How to find the integral 1/x from 1 to 2 using riemann sum?

∫ 1/x dx = lim as n goes infinity Σ(i = 1 to n)f(xi)Δx

Δx = 2-1/n = 1/n
xi = 1 + iΔx = 1 + (i/n)

= lim as n goes infinity Σ(i = 1 to n)f(1 + (i/n))(1/n) = lim as n goes infinity Σ(i = 1 to n)[ 1 / (1 + (i/n)) ] (1/n) = lim as n goes infinity Σ(i = 1 to n)[ 1 / (n + i) ]

NOW, how to get rid of i?

#### HallsofIvy

MHF Helper
How to find the integral 1/x from 1 to 2 using riemann sum?

∫ 1/x dx = lim as n goes infinity Σ(i = 1 to n)f(xi)Δx

Δx = 2-1/n = 1/n
You mean Δx= (2- 1)/n. That had me puzzled for a minute!

xi = 1 + iΔx = 1 + (i/n)

= lim as n goes infinity Σ(i = 1 to n)f(1 + (i/n))(1/n) = lim as n goes infinity Σ(i = 1 to n)[ 1 / (1 + (i/n)) ] (1/n) = lim as n goes infinity Σ(i = 1 to n)[ 1 / (n + i) ]

NOW, how to get rid of i?
Your do the sum! But there is no "simple" formula for that sum, if that is what you are asking. Do you know the McLaurin series for ln(x)?

1 person

#### joshuaa

I don't know the McLaurin series. It seems a tough problem because I don't know how to use Mclaurin series or Euler's constant.

#### joshuaa

-ln(2n) should = -ln n - ln2

#### HallsofIvy

MHF Helper
Have you not taken a Calculus course? A "McLaurin" series is a Taylor's series about a= 0. Specifically, the McLaurin Series for f(x) is
$$\displaystyle f(0)+ f'(0)x+ (f''(0)/2)x^2+ \cdot\cdot\cdot+ f^{(n)}(0)x^n+ \cdot\cdot\cdot$$.

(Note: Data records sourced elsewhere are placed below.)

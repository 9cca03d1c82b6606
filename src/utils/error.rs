use thiserror::Error;

#[derive(Error, Debug)]
pub enum LedgerError {
    #[error("Validation error: {message}")]
    ValidationError { message: String },

    #[error("Invalid input for {field}: {reason}")]
    InvalidInput { field: String, reason: String },

    #[error("Invariant violation: {message}")]
    InvariantViolation { message: String },

    #[error("{kind} not found: {id}")]
    NotFound { kind: &'static str, id: String },

    #[error("Configuration error in {field}: {message}")]
    ConfigError { field: String, message: String },

    #[error("IO error: {0}")]
    IoError(#[from] std::io::Error),

    #[error("Serialization error: {0}")]
    SerializationError(#[from] serde_json::Error),

    #[error("CSV output error: {0}")]
    CsvError(#[from] csv::Error),
}

/// Machine-distinguishable error kind, stable across message wording.
#[derive(Debug, Clone, Copy, PartialEq, Eq)]
pub enum ErrorKind {
    Validation,
    InvalidInput,
    InvariantViolation,
    NotFound,
    Config,
    Storage,
}

impl LedgerError {
    pub fn validation(message: impl Into<String>) -> Self {
        Self::ValidationError {
            message: message.into(),
        }
    }

    pub fn invalid_input(field: impl Into<String>, reason: impl Into<String>) -> Self {
        Self::InvalidInput {
            field: field.into(),
            reason: reason.into(),
        }
    }

    pub fn invariant(message: impl Into<String>) -> Self {
        Self::InvariantViolation {
            message: message.into(),
        }
    }

    pub fn not_found(kind: &'static str, id: impl ToString) -> Self {
        Self::NotFound {
            kind,
            id: id.to_string(),
        }
    }

    pub fn kind(&self) -> ErrorKind {
        match self {
            Self::ValidationError { .. } => ErrorKind::Validation,
            Self::InvalidInput { .. } => ErrorKind::InvalidInput,
            Self::InvariantViolation { .. } => ErrorKind::InvariantViolation,
            Self::NotFound { .. } => ErrorKind::NotFound,
            Self::ConfigError { .. } => ErrorKind::Config,
            Self::IoError(_) | Self::SerializationError(_) | Self::CsvError(_) => {
                ErrorKind::Storage
            }
        }
    }

    pub fn user_friendly_message(&self) -> String {
        match self {
            Self::ValidationError { message } => format!("Input rejected: {}", message),
            Self::InvalidInput { field, reason } => format!("Bad score for {}: {}", field, reason),
            Self::InvariantViolation { message } => format!("Round rejected: {}", message),
            Self::NotFound { kind, id } => format!("No {} with id {}", kind, id),
            Self::ConfigError { field, message } => {
                format!("Configuration problem ({}): {}", field, message)
            }
            Self::IoError(e) => format!("Could not access the ledger file: {}", e),
            Self::SerializationError(e) => format!("Ledger file is unreadable: {}", e),
            Self::CsvError(e) => format!("Could not write CSV output: {}", e),
        }
    }

    pub fn recovery_suggestion(&self) -> &'static str {
        match self.kind() {
            ErrorKind::Validation => "Provide at least one non-blank player name",
            ErrorKind::InvalidInput => {
                "Give every registered player a whole number of zero or more"
            }
            ErrorKind::InvariantViolation => "Exactly one player must score 0 in each round",
            ErrorKind::NotFound => "Check the id against `players` or `history` output",
            ErrorKind::Config => "Fix the configuration file or command-line flags",
            ErrorKind::Storage => "Check the data file path and its permissions",
        }
    }
}

pub type Result<T> = std::result::Result<T, LedgerError>;
// Domain layer: ledger records and the persistence port.

pub mod model;
pub mod ports;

($$\displaystyle f^{(n)}$$ is the nth derivative of f.)

1 person

#### joshuaa

but zero is undefined in the function 1/x

#### Plato

MHF Helper
but zero is undefined in the function 1/x
Hallsofivy in reply told #2 told you the truth. The fact is that you nor anyone else is going to find a neat way to use simple Riemann Sums to find $\int_1^2 {\frac{{dx}}{x}}$. All of the other replies rely on advanced facts and/or techniques.

Some calculus textbooks develop the integral using an area function and never mention Riemann sums.
In those texts, the logarithm is defined as $\displaystyle\log (x) = \int_1^x {\frac{{dt}}{t},\;x > 0}$, again no sums!

1 person